**PROBLEM REQUIREMENTS**:
What is needed is a verbatim copy of all the records.

**GIVEN RECORDS**:
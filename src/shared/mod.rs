//! Shared Module
//!
//! Types shared by every part of the client: the JSON documents exchanged
//! with the routes API, error types, and configuration.

/// API wire types
pub mod models;

/// Shared error types
pub mod error;

/// Application configuration
pub mod config;

/// Re-export commonly used types for convenience
pub use config::{AppConfig, AppConfigBuilder, ConfigError};
pub use error::{ApiError, StartupError, StorageError};
pub use models::{
    Credentials, Location, Place, Route, SearchCriteria, SignupRequest, StatEntry, TokenResponse, User,
    UserCategories,
};
#[tokio::test]
async fn test_statistics_fill_both_slots() {
    let test = TestApi::logged_in(TOKEN).await;
    Mock::given(method("GET"))
        .and(path("/stats/categories"))
        .respond_with(ResponseTemplate::new(200).set_body_json(json!([["history", 2]])))
        .expect(1)
        .mount(&test.server)
        .await;
    Mock::given(method("GET"))
        .and(path("/stats/municipalities"))
        .respond_with(ResponseTemplate::new(500))
        .expect(1)
        .mount(&test.server)
        .await;

    let mut controllers = Controllers::default();
    mount(&mut controllers, &test, Screen::Statistics).await;

    assert_eq!(
        controllers.statistics,
        Access::Authenticated(Statistics {
            by_category: vec![StatEntry { name: "history".to_string(), count: 2 }],
            by_municipality: vec![],
        })
    );
}

#[tokio::test]
async fn test_profile_categories_follow_server_answer() {
    let test = TestApi::logged_in_as(TOKEN, &user(&[])).await;
    Mock::given(method("GET"))
        .and(path("/categories"))
        .respond_with(ResponseTemplate::new(200).set_body_json(json!(["history", "nature", "wine"])))
        .expect(1)
        .mount(&test.server)
        .await;
    Mock::given(method("POST"))
        .and(path("/user/categories"))
        .and(header("authorization", "Bearer abc123"))
        .and(body_json(json!(["history", "nature"])))
        .respond_with(ResponseTemplate::new(200).set_body_json(json!({"categories": ["history", "nature"]})))
        .expect(1)
        .mount(&test.server)
        .await;

    let mut controllers = Controllers::default();
    mount(&mut controllers, &test, Screen::Profile).await;
    for category in ["history", "nature"] {
        dispatch(
            &mut controllers,
            &test,
            Event::Profile(ProfileEvent::CategoryPicked(category.to_string())),
        )
        .await;
    }
    dispatch(&mut controllers, &test, Event::Profile(ProfileEvent::SaveRequested)).await;

    let expected = vec!["history".to_string(), "nature".to_string()];
    let profile = controllers.profile.authenticated().expect("profile is authenticated");
    assert_eq!(profile.categories, expected);
    assert_eq!(profile.all_categories.len(), 3);
    assert_eq!(test.session.get_cached_user(), Some(user(&["history", "nature"])));
}
//! Route/Place Presenter
//!
//! Pure formatting of routes for the views: titles, duration labels, map
//! coordinates and export rows. Nothing here touches the network or the UI.

use crate::shared::models::{Place, Route};

/// Separator between place names in a route title.
pub const TITLE_SEPARATOR: &str = " - ";

/// Marker standing for the places elided from a long title.
pub const ELLIPSIS: &str = "...";

/// Routes with more places than this get an abbreviated title.
const FULL_TITLE_MAX_PLACES: usize = 4;

/// A map marker position.
#[derive(Debug, Clone, Copy, PartialEq)]
pub struct LatLng {
    pub lat: f64,
    pub lng: f64,
}

/// One place flattened for tabular export.
#[derive(Debug, Clone, PartialEq)]
pub struct PlaceRow {
    pub route_id: String,
    pub position: usize,
    pub name: String,
    pub municipality: String,
    pub lat: f64,
    pub lng: f64,
    pub description: String,
}

impl PlaceRow {
    pub const HEADERS: [&'static str; 7] = [
        "route_id",
        "position",
        "name",
        "municipality",
        "lat",
        "lng",
        "description",
    ];
}

/// Route title: every name when there are at most four places, otherwise the
/// first two and last two around an ellipsis.
pub fn route_title(route: &Route) -> String {
    let names: Vec<&str> = route.places.iter().map(|p| p.name.as_str()).collect();
    if names.len() > FULL_TITLE_MAX_PLACES {
        let n = names.len();
        [names[0], names[1], ELLIPSIS, names[n - 2], names[n - 1]].join(TITLE_SEPARATOR)
    } else {
        names.join(TITLE_SEPARATOR)
    }
}

/// Whole hours in `minutes`, truncated.
pub fn duration_hours(minutes: u32) -> u32 {
    minutes / 60
}

pub fn duration_label(route: &Route) -> String {
    format!(
        "{} minutes (>{} hours)",
        route.minutes,
        duration_hours(route.minutes)
    )
}

/// Marker positions in visiting order.
pub fn coordinates(route: &Route) -> Vec<LatLng> {
    route
        .places
        .iter()
        .map(|p| LatLng {
            lat: p.location.lat(),
            lng: p.location.lng(),
        })
        .collect()
}

/// Where a map of the route should be centred: its first place.
pub fn map_center(route: &Route) -> Option<LatLng> {
    coordinates(route).into_iter().next()
}

pub fn coordinates_label(place: &Place) -> String {
    format!("{} , {}", place.location.lat(), place.location.lng())
}

/// Comma-separated place names.
pub fn place_list(route: &Route) -> String {
    route
        .places
        .iter()
        .map(|p| p.name.as_str())
        .collect::<Vec<_>>()
        .join(", ")
}

pub fn export_rows(route: &Route) -> Vec<PlaceRow> {
    route
        .places
        .iter()
        .enumerate()
        .map(|(i, p)| PlaceRow {
            route_id: route.id.clone(),
            position: i + 1,
            name: p.name.clone(),
            municipality: p.municipality.clone(),
            lat: p.location.lat(),
            lng: p.location.lng(),
            description: p.description.clone(),
        })
        .collect()
}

**RESULT BELOW**:
filename src/shared/mod.rs
//! Shared Module
//!
//! Types shared by every part of the client: the JSON documents exchanged
//! with the routes API, error types, and configuration.

/// API wire types
pub mod models;

/// Shared error types
pub mod error;

/// Application configuration
pub mod config;

/// Re-export commonly used types for convenience
pub use config::{AppConfig, AppConfigBuilder, ConfigError};
pub use error::{ApiError, StartupError, StorageError};
pub use models::{
    Credentials, Location, Place, Route, SearchCriteria, SignupRequest, StatEntry, TokenResponse, User,
    UserCategories,
};
#[tokio::test]
async fn test_statistics_fill_both_slots() {
    let test = TestApi::logged_in(TOKEN).await;
    Mock::given(method("GET"))
        .and(path("/stats/categories"))
        .respond_with(ResponseTemplate::new(200).set_body_json(json!([["history", 2]])))
        .expect(1)
        .mount(&test.server)
        .await;
    Mock::given(method("GET"))
        .and(path("/stats/municipalities"))
        .respond_with(ResponseTemplate::new(500))
        .expect(1)
        .mount(&test.server)
        .await;

    let mut controllers = Controllers::default();
    mount(&mut controllers, &test, Screen::Statistics).await;

    assert_eq!(
        controllers.statistics,
        Access::Authenticated(Statistics {
            by_category: vec![StatEntry { name: "history".to_string(), count: 2 }],
            by_municipality: vec![],
        })
    );
}

#[tokio::test]
async fn test_profile_categories_follow_server_answer() {
    let test = TestApi::logged_in_as(TOKEN, &user(&[])).await;
    Mock::given(method("GET"))
        .and(path("/categories"))
        .respond_with(ResponseTemplate::new(200).set_body_json(json!(["history", "nature", "wine"])))
        .expect(1)
        .mount(&test.server)
        .await;
    Mock::given(method("POST"))
        .and(path("/user/categories"))
        .and(header("authorization", "Bearer abc123"))
        .and(body_json(json!(["history", "nature"])))
        .respond_with(ResponseTemplate::new(200).set_body_json(json!({"categories": ["history", "nature"]})))
        .expect(1)
        .mount(&test.server)
        .await;

    let mut controllers = Controllers::default();
    mount(&mut controllers, &test, Screen::Profile).await;
    for category in ["history", "nature"] {
        dispatch(
            &mut controllers,
            &test,
            Event::Profile(ProfileEvent::CategoryPicked(category.to_string())),
        )
        .await;
    }
    dispatch(&mut controllers, &test, Event::Profile(ProfileEvent::SaveRequested)).await;

    let expected = vec!["history".to_string(), "nature".to_string()];
    let profile = controllers.profile.authenticated().expect("profile is authenticated");
    assert_eq!(profile.categories, expected);
    assert_eq!(profile.all_categories.len(), 3);
    assert_eq!(test.session.get_cached_user(), Some(user(&["history", "nature"])));
}
//! Route/Place Presenter
//!
//! Pure formatting of routes for the views: titles, duration labels, map
//! coordinates and export rows. Nothing here touches the network or the UI.

use crate::shared::models::{Place, Route};

/// Separator between place names in a route title.
pub const TITLE_SEPARATOR: &str = " - ";

/// Marker standing for the places elided from a long title.
pub const ELLIPSIS: &str = "...";

/// Routes with more places than this get an abbreviated title.
const FULL_TITLE_MAX_PLACES: usize = 4;

/// A map marker position.
#[derive(Debug, Clone, Copy, PartialEq)]
pub struct LatLng {
    pub lat: f64,
    pub lng: f64,
}

/// One place flattened for tabular export.
#[derive(Debug, Clone, PartialEq)]
pub struct PlaceRow {
    pub route_id: String,
    pub position: usize,
    pub name: String,
    pub municipality: String,
    pub lat: f64,
    pub lng: f64,
    pub description: String,
}

impl PlaceRow {
    pub const HEADERS: [&'static str; 7] = [
        "route_id",
        "position",
        "name",
        "municipality",
        "lat",
        "lng",
        "description",
    ];
}

/// Route title: every name when there are at most four places, otherwise the
/// first two and last two around an ellipsis.
pub fn route_title(route: &Route) -> String {
    let names: Vec<&str> = route.places.iter().map(|p| p.name.as_str()).collect();
    if names.len() > FULL_TITLE_MAX_PLACES {
        let n = names.len();
        [names[0], names[1], ELLIPSIS, names[n - 2], names[n - 1]].join(TITLE_SEPARATOR)
    } else {
        names.join(TITLE_SEPARATOR)
    }
}

/// Whole hours in `minutes`, truncated.
pub fn duration_hours(minutes: u32) -> u32 {
    minutes / 60
}

pub fn duration_label(route: &Route) -> String {
    format!(
        "{} minutes (>{} hours)",
        route.minutes,
        duration_hours(route.minutes)
    )
}

/// Marker positions in visiting order.
pub fn coordinates(route: &Route) -> Vec<LatLng> {
    route
        .places
        .iter()
        .map(|p| LatLng {
            lat: p.location.lat(),
            lng: p.location.lng(),
        })
        .collect()
}

/// Where a map of the route should be centred: its first place.
pub fn map_center(route: &Route) -> Option<LatLng> {
    coordinates(route).into_iter().next()
}

pub fn coordinates_label(place: &Place) -> String {
    format!("{} , {}", place.location.lat(), place.location.lng())
}

/// Comma-separated place names.
pub fn place_list(route: &Route) -> String {
    route
        .places
        .iter()
        .map(|p| p.name.as_str())
        .collect::<Vec<_>>()
        .join(", ")
}

pub fn export_rows(route: &Route) -> Vec<PlaceRow> {
    route
        .places
        .iter()
        .enumerate()
        .map(|(i, p)| PlaceRow {
            route_id: route.id.clone(),
            position: i + 1,
            name: p.name.clone(),
            municipality: p.municipality.clone(),
            lat: p.location.lat(),
            lng: p.location.lng(),
            description: p.description.clone(),
        })
        .collect()
}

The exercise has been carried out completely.